(Collected data)
* * * *
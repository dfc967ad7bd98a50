//! Authentication service.
//!
//! Registration, login, email verification, and password reset. Session
//! manipulation (storing `CurrentUser`, rotating ids, the login throttle)
//! stays in the route layer; this service owns the database transitions and
//! the security event trail.

mod error;

pub use error::AuthError;

use base64::Engine as _;
use base64::engine::general_purpose::URL_SAFE_NO_PAD;
use chrono::{Duration, Utc};
use rand::RngCore;
use sha2::{Digest, Sha256};
use sqlx::PgPool;

use wildbloom_core::{Email, UserId};

use crate::db::RepositoryError;
use crate::db::security_events::{self, SecurityEvent, SecurityEventKind};
use crate::db::users::UserRepository;
use crate::models::user::User;
use crate::security::password::{self, MIN_PASSWORD_LENGTH};
use crate::security::sanitize;

/// Longest display name we store.
const MAX_NAME_LENGTH: usize = 100;

/// Verification links stay valid for a day.
const VERIFICATION_TOKEN_TTL_HOURS: i64 = 24;

/// Reset links are short-lived.
const RESET_TOKEN_TTL_MINUTES: i64 = 60;

/// Authentication service.
pub struct AuthService<'a> {
    users: UserRepository<'a>,
    pool: &'a PgPool,
}

impl<'a> AuthService<'a> {
    /// Create a new authentication service.
    #[must_use]
    pub const fn new(pool: &'a PgPool) -> Self {
        Self {
            users: UserRepository::new(pool),
            pool,
        }
    }

    // =========================================================================
    // Registration
    // =========================================================================

    /// Register a new user and issue their email verification token.
    ///
    /// Returns the created user and the raw verification token to embed in
    /// the emailed link. Only the token's hash is stored.
    ///
    /// # Errors
    ///
    /// Returns `AuthError::InvalidEmail` if the email format is invalid.
    /// Returns `AuthError::Validation` if the name is empty.
    /// Returns `AuthError::WeakPassword` / `AuthError::PasswordMismatch` if
    /// the password fails policy.
    /// Returns `AuthError::UserAlreadyExists` if the email is taken.
    pub async fn register(
        &self,
        email: &str,
        name: &str,
        password: &str,
        password_confirmation: &str,
        ip: Option<String>,
    ) -> Result<(User, String), AuthError> {
        let email = Email::parse(email)?;

        let name = sanitize::clean_line(name, MAX_NAME_LENGTH);
        if name.is_empty() {
            return Err(AuthError::Validation("Please enter your name".to_owned()));
        }

        validate_password(password, password_confirmation)?;
        let password_hash = password::hash_password(password)?;

        let user = self
            .users
            .create(&email, &password_hash, &name)
            .await
            .map_err(|e| match e {
                RepositoryError::Conflict(_) => AuthError::UserAlreadyExists,
                other => AuthError::Repository(other),
            })?;

        let token = self.issue_verification_token(user.id).await?;

        security_events::record(
            self.pool,
            SecurityEventKind::Registered,
            SecurityEvent::for_user(user.id).with_ip(ip),
        )
        .await;

        Ok((user, token))
    }

    /// Issue a fresh email verification token for a user.
    ///
    /// Also used by the "resend verification email" action.
    ///
    /// # Errors
    ///
    /// Returns `AuthError::Repository` if the insert fails.
    pub async fn issue_verification_token(&self, user_id: UserId) -> Result<String, AuthError> {
        let token = generate_token();
        let expires_at = Utc::now() + Duration::hours(VERIFICATION_TOKEN_TTL_HOURS);

        self.users
            .create_verification_token(user_id, &hash_token(&token), expires_at)
            .await?;

        Ok(token)
    }

    // =========================================================================
    // Login
    // =========================================================================

    /// Verify an email/password pair.
    ///
    /// When no account matches, a dummy hash is still verified so response
    /// timing does not reveal whether the address is registered. Both
    /// outcomes are written to the security event log.
    ///
    /// # Errors
    ///
    /// Returns `AuthError::InvalidCredentials` when the pair doesn't match.
    pub async fn login(
        &self,
        email: &str,
        password: &str,
        ip: Option<String>,
    ) -> Result<User, AuthError> {
        let Ok(parsed) = Email::parse(email) else {
            password::dummy_verify(password);
            self.record_login_failure(email, ip).await;
            return Err(AuthError::InvalidCredentials);
        };

        let Some((user, password_hash)) = self.users.get_with_password(&parsed).await? else {
            password::dummy_verify(password);
            self.record_login_failure(parsed.as_str(), ip).await;
            return Err(AuthError::InvalidCredentials);
        };

        if !password::verify_password(password, &password_hash)? {
            self.record_login_failure(parsed.as_str(), ip).await;
            return Err(AuthError::InvalidCredentials);
        }

        security_events::record(
            self.pool,
            SecurityEventKind::LoginSucceeded,
            SecurityEvent::for_user(user.id).with_ip(ip),
        )
        .await;

        Ok(user)
    }

    async fn record_login_failure(&self, email: &str, ip: Option<String>) {
        security_events::record(
            self.pool,
            SecurityEventKind::LoginFailed,
            SecurityEvent::for_email(email).with_ip(ip),
        )
        .await;
    }

    // =========================================================================
    // Email Verification
    // =========================================================================

    /// Consume a verification token from an emailed link.
    ///
    /// # Errors
    ///
    /// Returns `AuthError::InvalidToken` if the token is unknown, expired,
    /// or already used.
    pub async fn verify_email(&self, raw_token: &str) -> Result<UserId, AuthError> {
        let user_id = self
            .users
            .consume_verification_token(&hash_token(raw_token))
            .await?
            .ok_or(AuthError::InvalidToken)?;

        security_events::record(
            self.pool,
            SecurityEventKind::EmailVerified,
            SecurityEvent::for_user(user_id),
        )
        .await;

        Ok(user_id)
    }

    // =========================================================================
    // Password Reset
    // =========================================================================

    /// Start a password reset for an email address.
    ///
    /// Returns the user and the raw reset token when the account exists, and
    /// `None` otherwise. Callers must respond identically in both cases so
    /// the endpoint cannot be used to probe for accounts.
    ///
    /// # Errors
    ///
    /// Returns `AuthError::Repository` if a query fails.
    pub async fn request_password_reset(
        &self,
        email: &str,
        ip: Option<String>,
    ) -> Result<Option<(User, String)>, AuthError> {
        let Ok(parsed) = Email::parse(email) else {
            return Ok(None);
        };

        let Some(user) = self.users.get_by_email(&parsed).await? else {
            return Ok(None);
        };

        let token = generate_token();
        let expires_at = Utc::now() + Duration::minutes(RESET_TOKEN_TTL_MINUTES);
        self.users
            .create_reset_token(user.id, &hash_token(&token), expires_at)
            .await?;

        security_events::record(
            self.pool,
            SecurityEventKind::PasswordResetRequested,
            SecurityEvent::for_user(user.id).with_ip(ip),
        )
        .await;

        Ok(Some((user, token)))
    }

    /// Complete a password reset from an emailed link.
    ///
    /// # Errors
    ///
    /// Returns `AuthError::WeakPassword` / `AuthError::PasswordMismatch` if
    /// the new password fails policy.
    /// Returns `AuthError::InvalidToken` if the token is unknown, expired,
    /// or already used.
    pub async fn reset_password(
        &self,
        raw_token: &str,
        password: &str,
        password_confirmation: &str,
        ip: Option<String>,
    ) -> Result<UserId, AuthError> {
        validate_password(password, password_confirmation)?;
        let password_hash = password::hash_password(password)?;

        let user_id = self
            .users
            .consume_reset_token(&hash_token(raw_token), &password_hash)
            .await?
            .ok_or(AuthError::InvalidToken)?;

        security_events::record(
            self.pool,
            SecurityEventKind::PasswordResetCompleted,
            SecurityEvent::for_user(user_id).with_ip(ip),
        )
        .await;

        Ok(user_id)
    }
}

/// Validate a password against policy.
fn validate_password(password: &str, confirmation: &str) -> Result<(), AuthError> {
    if password.len() < MIN_PASSWORD_LENGTH {
        return Err(AuthError::WeakPassword(format!(
            "Password must be at least {MIN_PASSWORD_LENGTH} characters"
        )));
    }

    if password != confirmation {
        return Err(AuthError::PasswordMismatch);
    }

    Ok(())
}

/// Generate a random URL-safe token for emailed links.
fn generate_token() -> String {
    let mut bytes = [0u8; 32];
    rand::rng().fill_bytes(&mut bytes);
    URL_SAFE_NO_PAD.encode(bytes)
}

/// Hash a token for storage. Only the hash ever touches the database.
fn hash_token(raw: &str) -> String {
    hex::encode(Sha256::digest(raw.as_bytes()))
}

#[cfg(test)]
mod tests {
    use super::*;

    #[test]
    fn test_validate_password_length() {
        assert!(matches!(
            validate_password("short", "short"),
            Err(AuthError::WeakPassword(_))
        ));
        assert!(validate_password("long enough", "long enough").is_ok());
    }

    #[test]
    fn test_validate_password_confirmation() {
        assert!(matches!(
            validate_password("long enough", "but different"),
            Err(AuthError::PasswordMismatch)
        ));
    }

    #[test]
    fn test_generated_tokens_are_unique() {
        assert_ne!(generate_token(), generate_token());
    }

    #[test]
    fn test_token_hash_is_hex_sha256() {
        let hash = hash_token("some-token");
        assert_eq!(hash.len(), 64);
        assert!(hash.chars().all(|c| c.is_ascii_hexdigit()));
        // Hashing is deterministic so lookups can match stored rows.
        assert_eq!(hash, hash_token("some-token"));
    }
}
* * * *
**TASK TO COMPLETE**.
Quote the records above from their first line through the line containing "name is empty.", both ends included.

**RESPONSE TO THIS TASK**.
repository dfc967ad7bd98a50
//! Authentication service.
//!
//! Registration, login, email verification, and password reset. Session
//! manipulation (storing `CurrentUser`, rotating ids, the login throttle)
//! stays in the route layer; this service owns the database transitions and
//! the security event trail.

mod error;

pub use error::AuthError;

use base64::Engine as _;
use base64::engine::general_purpose::URL_SAFE_NO_PAD;
use chrono::{Duration, Utc};
use rand::RngCore;
use sha2::{Digest, Sha256};
use sqlx::PgPool;

use wildbloom_core::{Email, UserId};

use crate::db::RepositoryError;
use crate::db::security_events::{self, SecurityEvent, SecurityEventKind};
use crate::db::users::UserRepository;
use crate::models::user::User;
use crate::security::password::{self, MIN_PASSWORD_LENGTH};
use crate::security::sanitize;

/// Longest display name we store.
const MAX_NAME_LENGTH: usize = 100;

/// Verification links stay valid for a day.
const VERIFICATION_TOKEN_TTL_HOURS: i64 = 24;

/// Reset links are short-lived.
const RESET_TOKEN_TTL_MINUTES: i64 = 60;

/// Authentication service.
pub struct AuthService<'a> {
    users: UserRepository<'a>,
    pool: &'a PgPool,
}

impl<'a> AuthService<'a> {
    /// Create a new authentication service.
    #[must_use]
    pub const fn new(pool: &'a PgPool) -> Self {
        Self {
            users: UserRepository::new(pool),
            pool,
        }
    }

    // =========================================================================
    // Registration
    // =========================================================================

    /// Register a new user and issue their email verification token.
    ///
    /// Returns the created user and the raw verification token to embed in
    /// the emailed link. Only the token's hash is stored.
    ///
    /// # Errors
    ///
    /// Returns `AuthError::InvalidEmail` if the email format is invalid.
    /// Returns `AuthError::Validation` if the name is empty.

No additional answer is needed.